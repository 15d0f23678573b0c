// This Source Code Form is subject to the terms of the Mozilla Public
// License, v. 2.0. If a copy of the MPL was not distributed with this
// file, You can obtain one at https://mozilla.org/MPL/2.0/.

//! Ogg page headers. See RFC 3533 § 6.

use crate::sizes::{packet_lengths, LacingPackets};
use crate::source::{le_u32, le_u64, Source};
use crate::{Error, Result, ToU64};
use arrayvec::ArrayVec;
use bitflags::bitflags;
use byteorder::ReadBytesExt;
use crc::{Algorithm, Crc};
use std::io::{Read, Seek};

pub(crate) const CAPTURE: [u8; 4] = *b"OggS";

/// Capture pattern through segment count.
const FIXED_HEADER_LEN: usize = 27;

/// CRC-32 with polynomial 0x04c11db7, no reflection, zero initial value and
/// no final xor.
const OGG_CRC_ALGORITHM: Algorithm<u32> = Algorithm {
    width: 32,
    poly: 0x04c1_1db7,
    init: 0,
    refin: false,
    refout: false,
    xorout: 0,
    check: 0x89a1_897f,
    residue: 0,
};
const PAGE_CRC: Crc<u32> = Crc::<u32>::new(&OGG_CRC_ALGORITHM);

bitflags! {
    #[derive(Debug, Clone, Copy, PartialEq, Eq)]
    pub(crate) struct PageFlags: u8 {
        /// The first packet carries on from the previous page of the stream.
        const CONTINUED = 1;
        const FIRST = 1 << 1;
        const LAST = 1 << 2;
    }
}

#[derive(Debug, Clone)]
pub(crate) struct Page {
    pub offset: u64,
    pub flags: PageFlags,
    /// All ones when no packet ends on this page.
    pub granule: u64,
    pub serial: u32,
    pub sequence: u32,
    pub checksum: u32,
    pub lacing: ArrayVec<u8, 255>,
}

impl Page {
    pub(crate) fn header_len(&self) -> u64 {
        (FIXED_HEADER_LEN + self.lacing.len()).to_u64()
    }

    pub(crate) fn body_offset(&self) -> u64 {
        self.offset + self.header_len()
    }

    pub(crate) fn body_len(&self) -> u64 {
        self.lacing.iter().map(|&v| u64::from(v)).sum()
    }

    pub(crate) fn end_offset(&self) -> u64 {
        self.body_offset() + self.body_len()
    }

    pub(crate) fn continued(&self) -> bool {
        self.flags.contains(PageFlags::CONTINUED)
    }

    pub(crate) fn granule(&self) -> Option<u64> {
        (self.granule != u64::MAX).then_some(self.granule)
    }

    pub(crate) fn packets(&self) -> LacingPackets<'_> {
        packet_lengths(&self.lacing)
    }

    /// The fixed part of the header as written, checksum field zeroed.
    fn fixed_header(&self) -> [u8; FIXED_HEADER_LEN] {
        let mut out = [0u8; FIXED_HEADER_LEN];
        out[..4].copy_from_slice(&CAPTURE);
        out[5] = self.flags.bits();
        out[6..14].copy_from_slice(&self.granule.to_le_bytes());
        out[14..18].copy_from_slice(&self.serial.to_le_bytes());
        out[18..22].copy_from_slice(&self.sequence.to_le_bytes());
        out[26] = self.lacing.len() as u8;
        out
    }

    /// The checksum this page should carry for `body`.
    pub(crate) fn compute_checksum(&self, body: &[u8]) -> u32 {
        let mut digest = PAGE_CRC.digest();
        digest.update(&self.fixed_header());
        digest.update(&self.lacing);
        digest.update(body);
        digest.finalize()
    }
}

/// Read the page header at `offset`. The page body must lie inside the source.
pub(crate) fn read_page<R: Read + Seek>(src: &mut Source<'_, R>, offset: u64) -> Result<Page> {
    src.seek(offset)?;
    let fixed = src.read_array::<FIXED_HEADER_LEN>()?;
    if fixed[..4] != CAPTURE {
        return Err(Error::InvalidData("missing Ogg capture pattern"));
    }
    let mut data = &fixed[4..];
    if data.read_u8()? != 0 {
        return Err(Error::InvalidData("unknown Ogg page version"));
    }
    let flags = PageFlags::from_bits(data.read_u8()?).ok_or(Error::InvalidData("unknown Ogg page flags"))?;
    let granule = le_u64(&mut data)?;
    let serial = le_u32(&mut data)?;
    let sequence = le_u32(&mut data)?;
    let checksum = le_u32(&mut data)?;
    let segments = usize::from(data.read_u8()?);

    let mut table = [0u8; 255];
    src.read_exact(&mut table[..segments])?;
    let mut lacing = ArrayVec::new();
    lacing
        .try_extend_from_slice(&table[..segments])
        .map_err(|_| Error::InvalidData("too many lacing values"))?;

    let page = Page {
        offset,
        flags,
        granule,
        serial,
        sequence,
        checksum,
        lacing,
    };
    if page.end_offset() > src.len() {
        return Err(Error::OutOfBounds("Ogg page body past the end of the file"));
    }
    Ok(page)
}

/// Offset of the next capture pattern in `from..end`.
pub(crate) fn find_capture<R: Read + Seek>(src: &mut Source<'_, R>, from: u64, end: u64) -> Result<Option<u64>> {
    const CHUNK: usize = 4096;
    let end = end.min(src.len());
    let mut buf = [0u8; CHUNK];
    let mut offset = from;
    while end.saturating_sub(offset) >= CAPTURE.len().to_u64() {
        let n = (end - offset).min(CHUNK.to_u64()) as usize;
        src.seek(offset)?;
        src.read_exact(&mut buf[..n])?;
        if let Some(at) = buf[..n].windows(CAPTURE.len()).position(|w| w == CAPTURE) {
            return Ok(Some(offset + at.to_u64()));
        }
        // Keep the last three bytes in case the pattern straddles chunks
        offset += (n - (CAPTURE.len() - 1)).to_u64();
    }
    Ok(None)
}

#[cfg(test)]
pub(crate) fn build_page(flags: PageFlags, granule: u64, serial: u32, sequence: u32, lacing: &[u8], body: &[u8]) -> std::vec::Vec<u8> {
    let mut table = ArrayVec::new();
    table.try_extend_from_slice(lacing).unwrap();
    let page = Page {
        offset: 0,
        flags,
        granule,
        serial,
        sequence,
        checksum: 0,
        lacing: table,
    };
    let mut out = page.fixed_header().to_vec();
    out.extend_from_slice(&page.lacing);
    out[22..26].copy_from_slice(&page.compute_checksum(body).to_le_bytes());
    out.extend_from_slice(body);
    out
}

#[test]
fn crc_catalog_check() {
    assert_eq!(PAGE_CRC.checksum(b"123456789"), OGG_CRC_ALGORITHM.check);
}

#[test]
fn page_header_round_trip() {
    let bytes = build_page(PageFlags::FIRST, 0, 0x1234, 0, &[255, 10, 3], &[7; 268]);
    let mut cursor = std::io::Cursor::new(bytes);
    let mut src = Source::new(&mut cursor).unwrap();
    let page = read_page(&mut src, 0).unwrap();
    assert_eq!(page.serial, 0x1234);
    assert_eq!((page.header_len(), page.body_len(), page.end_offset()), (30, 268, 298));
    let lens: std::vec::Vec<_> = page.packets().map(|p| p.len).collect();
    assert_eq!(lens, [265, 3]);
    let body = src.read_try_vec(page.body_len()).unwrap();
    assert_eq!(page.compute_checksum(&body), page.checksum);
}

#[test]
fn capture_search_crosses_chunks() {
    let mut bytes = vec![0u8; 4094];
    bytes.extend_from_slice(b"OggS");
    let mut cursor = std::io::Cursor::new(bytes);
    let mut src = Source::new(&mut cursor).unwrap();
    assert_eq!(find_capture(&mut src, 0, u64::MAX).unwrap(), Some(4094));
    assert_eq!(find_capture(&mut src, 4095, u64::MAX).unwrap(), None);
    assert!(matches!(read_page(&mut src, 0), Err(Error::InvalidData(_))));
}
==
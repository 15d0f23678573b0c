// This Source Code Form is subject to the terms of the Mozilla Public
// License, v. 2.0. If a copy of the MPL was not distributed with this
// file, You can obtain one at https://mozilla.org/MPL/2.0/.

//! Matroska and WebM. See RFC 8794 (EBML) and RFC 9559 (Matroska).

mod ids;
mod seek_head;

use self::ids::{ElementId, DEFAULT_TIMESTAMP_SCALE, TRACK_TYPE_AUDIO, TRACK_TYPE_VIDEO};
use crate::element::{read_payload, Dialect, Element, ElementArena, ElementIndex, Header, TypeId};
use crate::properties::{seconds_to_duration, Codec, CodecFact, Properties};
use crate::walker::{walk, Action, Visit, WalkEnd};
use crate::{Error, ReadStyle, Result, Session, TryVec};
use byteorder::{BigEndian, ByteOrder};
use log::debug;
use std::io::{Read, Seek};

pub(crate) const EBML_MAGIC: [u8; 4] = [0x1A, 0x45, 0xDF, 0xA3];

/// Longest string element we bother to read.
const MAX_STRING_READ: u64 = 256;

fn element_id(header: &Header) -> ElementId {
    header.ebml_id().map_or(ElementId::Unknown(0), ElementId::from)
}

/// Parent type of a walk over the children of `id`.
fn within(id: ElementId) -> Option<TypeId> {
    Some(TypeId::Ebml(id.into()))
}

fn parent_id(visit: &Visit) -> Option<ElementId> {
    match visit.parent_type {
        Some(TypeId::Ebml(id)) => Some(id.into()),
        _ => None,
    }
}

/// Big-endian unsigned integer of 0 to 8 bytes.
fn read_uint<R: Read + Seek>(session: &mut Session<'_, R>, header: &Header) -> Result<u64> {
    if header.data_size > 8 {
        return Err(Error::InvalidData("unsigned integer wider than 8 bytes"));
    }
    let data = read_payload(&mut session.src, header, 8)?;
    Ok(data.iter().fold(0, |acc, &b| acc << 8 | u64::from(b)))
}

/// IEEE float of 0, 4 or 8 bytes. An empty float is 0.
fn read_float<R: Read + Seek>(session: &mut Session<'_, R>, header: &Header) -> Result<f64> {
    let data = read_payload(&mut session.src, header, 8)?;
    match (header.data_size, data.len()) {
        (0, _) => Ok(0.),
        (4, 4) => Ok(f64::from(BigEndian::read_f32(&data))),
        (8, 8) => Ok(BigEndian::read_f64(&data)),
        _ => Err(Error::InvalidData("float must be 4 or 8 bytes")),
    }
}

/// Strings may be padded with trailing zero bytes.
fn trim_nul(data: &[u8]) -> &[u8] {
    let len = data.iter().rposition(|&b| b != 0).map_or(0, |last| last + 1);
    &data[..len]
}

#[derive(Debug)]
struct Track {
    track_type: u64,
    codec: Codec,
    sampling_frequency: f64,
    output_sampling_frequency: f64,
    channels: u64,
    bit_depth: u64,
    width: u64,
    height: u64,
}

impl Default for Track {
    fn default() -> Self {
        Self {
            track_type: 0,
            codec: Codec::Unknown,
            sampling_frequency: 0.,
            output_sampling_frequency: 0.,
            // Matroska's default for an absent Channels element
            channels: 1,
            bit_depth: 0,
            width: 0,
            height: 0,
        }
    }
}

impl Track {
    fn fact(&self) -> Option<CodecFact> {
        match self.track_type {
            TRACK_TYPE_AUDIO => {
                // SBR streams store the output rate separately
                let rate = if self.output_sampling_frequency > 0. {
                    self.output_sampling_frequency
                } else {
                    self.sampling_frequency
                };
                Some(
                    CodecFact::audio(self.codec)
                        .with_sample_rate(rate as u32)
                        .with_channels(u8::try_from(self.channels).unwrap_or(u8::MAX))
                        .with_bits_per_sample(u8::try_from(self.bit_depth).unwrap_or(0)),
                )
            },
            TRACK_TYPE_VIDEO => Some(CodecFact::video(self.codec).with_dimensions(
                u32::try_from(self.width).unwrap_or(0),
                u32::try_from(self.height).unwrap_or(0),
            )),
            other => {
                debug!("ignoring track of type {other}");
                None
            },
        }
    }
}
* * *
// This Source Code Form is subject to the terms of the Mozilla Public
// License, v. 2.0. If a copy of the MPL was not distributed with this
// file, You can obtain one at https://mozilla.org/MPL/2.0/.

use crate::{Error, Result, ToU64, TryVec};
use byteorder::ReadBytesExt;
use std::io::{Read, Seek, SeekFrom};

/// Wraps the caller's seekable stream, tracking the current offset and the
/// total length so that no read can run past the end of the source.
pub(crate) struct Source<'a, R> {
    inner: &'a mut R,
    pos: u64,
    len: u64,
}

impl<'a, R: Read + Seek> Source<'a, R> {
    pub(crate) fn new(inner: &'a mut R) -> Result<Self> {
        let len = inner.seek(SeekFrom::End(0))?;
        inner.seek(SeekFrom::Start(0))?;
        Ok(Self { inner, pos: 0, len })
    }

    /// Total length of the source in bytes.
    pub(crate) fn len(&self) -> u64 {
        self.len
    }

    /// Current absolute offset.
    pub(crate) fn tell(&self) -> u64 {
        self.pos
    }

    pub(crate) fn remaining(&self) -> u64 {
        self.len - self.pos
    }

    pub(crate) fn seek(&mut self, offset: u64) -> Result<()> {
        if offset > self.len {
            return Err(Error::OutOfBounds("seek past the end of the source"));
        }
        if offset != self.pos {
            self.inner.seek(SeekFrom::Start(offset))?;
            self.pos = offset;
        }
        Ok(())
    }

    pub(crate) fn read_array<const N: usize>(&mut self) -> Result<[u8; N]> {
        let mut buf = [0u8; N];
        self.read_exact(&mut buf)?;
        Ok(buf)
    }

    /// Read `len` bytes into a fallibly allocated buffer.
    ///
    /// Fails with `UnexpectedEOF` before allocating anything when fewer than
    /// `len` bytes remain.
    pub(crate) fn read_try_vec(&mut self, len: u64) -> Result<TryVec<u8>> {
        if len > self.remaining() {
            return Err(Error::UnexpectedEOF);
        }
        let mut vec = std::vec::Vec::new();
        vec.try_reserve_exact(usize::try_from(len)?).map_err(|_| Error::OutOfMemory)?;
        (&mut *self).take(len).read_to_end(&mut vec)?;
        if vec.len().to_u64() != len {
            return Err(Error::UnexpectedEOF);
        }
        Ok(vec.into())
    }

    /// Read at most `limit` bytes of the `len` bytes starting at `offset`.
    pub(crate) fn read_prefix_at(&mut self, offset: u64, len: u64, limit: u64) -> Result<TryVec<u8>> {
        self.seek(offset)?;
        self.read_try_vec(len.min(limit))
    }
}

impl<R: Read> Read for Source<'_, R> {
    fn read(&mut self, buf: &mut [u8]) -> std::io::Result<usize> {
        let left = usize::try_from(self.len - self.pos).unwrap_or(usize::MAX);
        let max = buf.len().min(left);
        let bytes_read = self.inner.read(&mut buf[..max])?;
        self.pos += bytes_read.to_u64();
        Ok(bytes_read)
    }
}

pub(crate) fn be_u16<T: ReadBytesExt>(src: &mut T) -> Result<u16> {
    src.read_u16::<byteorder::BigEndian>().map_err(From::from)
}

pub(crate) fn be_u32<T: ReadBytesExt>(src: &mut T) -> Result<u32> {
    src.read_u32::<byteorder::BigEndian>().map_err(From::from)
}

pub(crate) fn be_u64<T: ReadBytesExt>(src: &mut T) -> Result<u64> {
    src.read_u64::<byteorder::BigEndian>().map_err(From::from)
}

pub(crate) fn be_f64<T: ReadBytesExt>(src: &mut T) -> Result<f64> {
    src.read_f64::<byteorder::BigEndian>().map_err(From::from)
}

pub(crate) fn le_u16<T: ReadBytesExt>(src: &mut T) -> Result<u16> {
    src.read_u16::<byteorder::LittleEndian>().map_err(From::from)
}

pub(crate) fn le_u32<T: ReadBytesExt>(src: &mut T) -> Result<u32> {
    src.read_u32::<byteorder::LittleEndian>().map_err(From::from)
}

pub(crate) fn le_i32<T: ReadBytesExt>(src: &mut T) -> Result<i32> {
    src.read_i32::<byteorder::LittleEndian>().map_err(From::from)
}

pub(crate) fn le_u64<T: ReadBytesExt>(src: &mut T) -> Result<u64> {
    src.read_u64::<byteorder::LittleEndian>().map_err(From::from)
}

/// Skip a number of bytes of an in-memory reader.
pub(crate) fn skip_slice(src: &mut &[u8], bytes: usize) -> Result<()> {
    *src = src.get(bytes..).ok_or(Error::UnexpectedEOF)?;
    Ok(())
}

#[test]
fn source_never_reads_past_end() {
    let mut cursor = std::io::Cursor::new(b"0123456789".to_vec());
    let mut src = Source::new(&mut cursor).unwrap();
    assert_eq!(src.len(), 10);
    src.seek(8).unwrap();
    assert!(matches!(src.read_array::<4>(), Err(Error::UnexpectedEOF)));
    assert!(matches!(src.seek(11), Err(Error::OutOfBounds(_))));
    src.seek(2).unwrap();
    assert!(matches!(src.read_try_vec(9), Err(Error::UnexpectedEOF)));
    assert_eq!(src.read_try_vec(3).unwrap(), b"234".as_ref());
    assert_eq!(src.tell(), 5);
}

__TRY IT__
Scan the preceding records for lines with the word "than". Say how many there are and nothing else.

__SOLUTION TO THIS PROBLEM__
2